0239. Sliding Window Maximum¶
You are given an array of integers nums, there is a sliding window of size k which is moving from the very left of the array to the very right. You can only see the k numbers in the window. Each time the sliding window moves right by one position.

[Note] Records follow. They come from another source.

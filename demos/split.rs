use spmd::topology::Color;
use spmd::traits::*;

fn main() -> spmd::Result<()> {
    let universe = spmd::initialize()?;
    let world = universe.world();

    let underworld = world
        .split_by_color(Color::with_value(world.rank() % 3))?
        .expect("every process passed a defined color");
    underworld.barrier()?;

    println!(
        "Rank {} of {} on world is rank {} of {} on underworld.",
        world.rank(),
        world.size(),
        underworld.rank(),
        underworld.size()
    );
    Ok(())
}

Return the max sliding window.
Example 1:
Input: nums = [1,3,-1,-3,5,3,6,7], k = 3
Output: [3,3,5,5,6,7]
Explanation:
Window position Max
--------------- -----
[1 3 -1] -3 5 3 6 7 3
1 [3 -1 -3] 5 3 6 7 3
1 3 [-1 -3 5] 3 6 7 5
1 3 -1 [-3 5 3] 6 7 5
1 3 -1 -3 [5 3 6] 7 6
1 3 -1 -3 5 [3 6 7] 7
Example 2:
Input: nums = [1], k = 1
Output: [1]
Example 3:
Input: nums = [1,-1], k = 1
Output: [1,-1]
Example 4:
Input: nums = [9,11], k = 2
Output: [11]
Example 5:
Input: nums = [4,-2], k = 2
Output: [4]
Constraints:
1 <= nums.length <= 105-104 <= nums[i] <= 1041 <= k <= nums.length
Analysis: using Deque¶
We need to maintain a queue, where the front stores the current max in the sliding window. When we want to push a new element to the queue, we first need to kick off all the elements that are not in the range (from i to i + k - 1), and then we need to keep pop_back() the element(s) that is/are less than current nums[i]. In order to achieve the pop_front() and push_back() operations, we need to use std::dequeue data structure in order to achieve these two operations running in O(1).

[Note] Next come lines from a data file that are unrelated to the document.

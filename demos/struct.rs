use spmd::traits::*;

#[derive(Equivalence, Default, Debug, PartialEq)]
struct TupleType([f32; 2], u8);

#[derive(Equivalence, Default, Debug, PartialEq)]
struct ComplexDatatype {
    b: bool,
    ints: [i32; 4],
    tuple: TupleType,
}

fn main() -> spmd::Result<()> {
    let universe = spmd::initialize()?;
    let world = universe.world();
    let root_process = world.process_at_rank(0);

    let mut data = if world.rank() == 0 {
        ComplexDatatype {
            b: true,
            ints: [1, -2, 3, -4],
            tuple: TupleType([-0.1, 0.1], 7),
        }
    } else {
        ComplexDatatype::default()
    };

    root_process.broadcast_into(&mut data)?;

    assert!(data.b);
    assert_eq!([1, -2, 3, -4], data.ints);
    assert_eq!([-0.1, 0.1], data.tuple.0);
    assert_eq!(7, data.tuple.1);
    println!("Rank {} received {:?}.", world.rank(), data);
    Ok(())
}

- Time: O(n) since each element can get in and get out of the deque only once
- Space: O(k) the maximum size of the deque is having all the window size elements (e.g. a decreasing array-like 5,4,3,2,1, so each element will be pushed into the deque).
Code 1: using Deque¶
class Solution {
public:
vector<int> maxSlidingWindow(vector<int>& nums, int k) {
deque<int> dq;
vector<int> res;
for (int i = 0; i < nums.size(); ++i) {
if (dq.empty()) dq.push_back(i);
else {
// remove idx that is out of bound
while (!dq.empty() && dq.front() <= i - k)
dq.pop_front();
// remove the element in front of current that is less than current
while (!dq.empty() && (nums[dq.back()] < nums[i]))
dq.pop_back();
dq.push_back(i);
}
if (i >= k - 1) { // start pushing when the first window is of size k
res.push_back(nums[dq.front()]);
}
}
return res;
}
};
Analysis: using montonic Deque¶
After the observation of the deque data structure we are using, we find what it stores is a non-increasing array of elements (e.g. 3,2,2,1). We can then abstract the data structure into a class, so that we can just push(int) and pop() from the class.
- Time: same
- Space: same
Code 2: Montonic Deque¶
class MonoQueue {
public:
void push(int e) {
while (!data_.empty() && e > data_.back()) {
data_.pop_back();
}
data_.push_back(e);
}
void pop() {
data_.pop_front();
}
int max() const {
return data_.front();
}
private:
deque<int> data_;
};
class Solution {
public:
vector<int> maxSlidingWindow(vector<int>& nums, int k) {
MonoQueue q;
vector<int> ans;
for (int i = 0; i < nums.size(); ++i) {
q.push(nums[i]); // we can push worry-free
if (i - k + 1 >= 0) {
ans.push_back(q.max());
if (nums[i - k + 1] == q.max()) // the front of the queue is the greatest element (duplicate is fine)
q.pop();
}
}
return ans;
}
};